Work order:
From the records below, output exactly the lines running from the line containing "fn default_connect_timeout_ms() ->" through the line containing "pub fn options(&self)", and no others.

Data for this exercise:
// src/config.rs
use serde::{Deserialize, Serialize};
use std::path::{Path, PathBuf};
use std::time::Duration;
use tracing::{debug, info};
use xdg::BaseDirectories;

use crate::devices::DEFAULT_DEVICES_FILENAME;
use crate::errors::{NetconfError, Result};
use crate::session::{FramingMode, SessionOptions};

pub const APP_NAME: &str = "ncexec";
pub const DEFAULT_CONFIG_FILENAME: &str = "config.toml";

// Main configuration structure, mapping to config.toml
#[derive(Deserialize, Serialize, Debug, Clone, Default)]
#[serde(deny_unknown_fields)]
pub struct Config {
    #[serde(default)]
    pub session: SessionConfig,
    #[serde(default)]
    pub logging: LoggingConfig,
    // Resolved during Config::load, not part of config.toml itself
    #[serde(skip)]
    pub devices_file_path: Option<PathBuf>,
}

#[derive(Deserialize, Serialize, Debug, Clone)]
#[serde(deny_unknown_fields)]
pub struct SessionConfig {
    #[serde(default = "default_reply_timeout_ms")]
    pub reply_timeout_ms: u64,
    #[serde(default = "default_connect_timeout_ms")]
    pub connect_timeout_ms: u64,
    #[serde(default)]
    pub framing: FramingMode,
}

fn default_reply_timeout_ms() -> u64 {
    30_000
}
fn default_connect_timeout_ms() -> u64 {
    10_000
}

impl Default for SessionConfig {
    fn default() -> Self {
        SessionConfig {
            reply_timeout_ms: default_reply_timeout_ms(),
            connect_timeout_ms: default_connect_timeout_ms(),
            framing: FramingMode::default(),
        }
    }
}

impl SessionConfig {
    pub fn options(&self) -> SessionOptions {
        SessionOptions {
            reply_timeout: Duration::from_millis(self.reply_timeout_ms),
            connect_timeout: Duration::from_millis(self.connect_timeout_ms),
            framing: self.framing,
        }
    }
}

#[derive(Deserialize, Serialize, Debug, Clone)]
#[serde(deny_unknown_fields)]
pub struct LoggingConfig {
    #[serde(default = "default_log_level")]
    pub level: String, // "trace" | "debug" | "info" | "warn" | "error"
}

fn default_log_level() -> String {
    "info".to_string()
}

impl Default for LoggingConfig {
    fn default() -> Self {
        LoggingConfig {
            level: default_log_level(),
        }
    }
}

impl Config {
    /// Load config.toml from `config_path_override` or the XDG config
    /// directory. Without an override a missing file means defaults; an
    /// explicit path must exist.
    pub fn load(config_path_override: Option<&Path>) -> Result<Self> {
        let xdg_dirs = BaseDirectories::with_prefix(APP_NAME)
            .map_err(|e| NetconfError::Config(format!("Cannot resolve XDG directories: {}", e)))?;

        let config_path = match config_path_override {
            Some(path) => {
                debug!("Using provided config path override: {}", path.display());
                if !path.exists() {
                    return Err(NetconfError::Config(format!(
                        "Config file {} does not exist",
                        path.display()
                    )));
                }
                Some(path.to_path_buf())
            }
            None => xdg_dirs.find_config_file(DEFAULT_CONFIG_FILENAME),
        };

        let mut config = match &config_path {
            Some(path) => {
                info!("Loading configuration from {}", path.display());
                let content = std::fs::read_to_string(path).map_err(|e| {
                    NetconfError::Config(format!("Failed to read config file at {}: {}", path.display(), e))
                })?;
                Config::from_toml_str(&content)?
            }
            None => {
                debug!("No {} found; using defaults", DEFAULT_CONFIG_FILENAME);
                Config::default()
            }
        };

        // devices.toml lives next to config.toml unless XDG has one
        config.devices_file_path = xdg_dirs.find_config_file(DEFAULT_DEVICES_FILENAME).or_else(|| {
            let dir = config_path
                .as_deref()
                .and_then(Path::parent)
                .map(Path::to_path_buf)
                .unwrap_or_else(|| xdg_dirs.get_config_home());
            Some(dir.join(DEFAULT_DEVICES_FILENAME))
        });

        Ok(config)
    }

    pub fn from_toml_str(content: &str) -> Result<Self> {
        let config: Config = toml::from_str(content)
            .map_err(|e| NetconfError::Config(format!("Failed to parse TOML configuration: {}", e)))?;
        if config.session.reply_timeout_ms == 0 || config.session.connect_timeout_ms == 0 {
            return Err(NetconfError::Config("session timeouts must be greater than zero".into()));
        }
        Ok(config)
    }
}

Solution to the exercise:
fn default_connect_timeout_ms() -> u64 {
    10_000
}

impl Default for SessionConfig {
    fn default() -> Self {
        SessionConfig {
            reply_timeout_ms: default_reply_timeout_ms(),
            connect_timeout_ms: default_connect_timeout_ms(),
            framing: FramingMode::default(),
        }
    }
}

impl SessionConfig {
    pub fn options(&self) -> SessionOptions {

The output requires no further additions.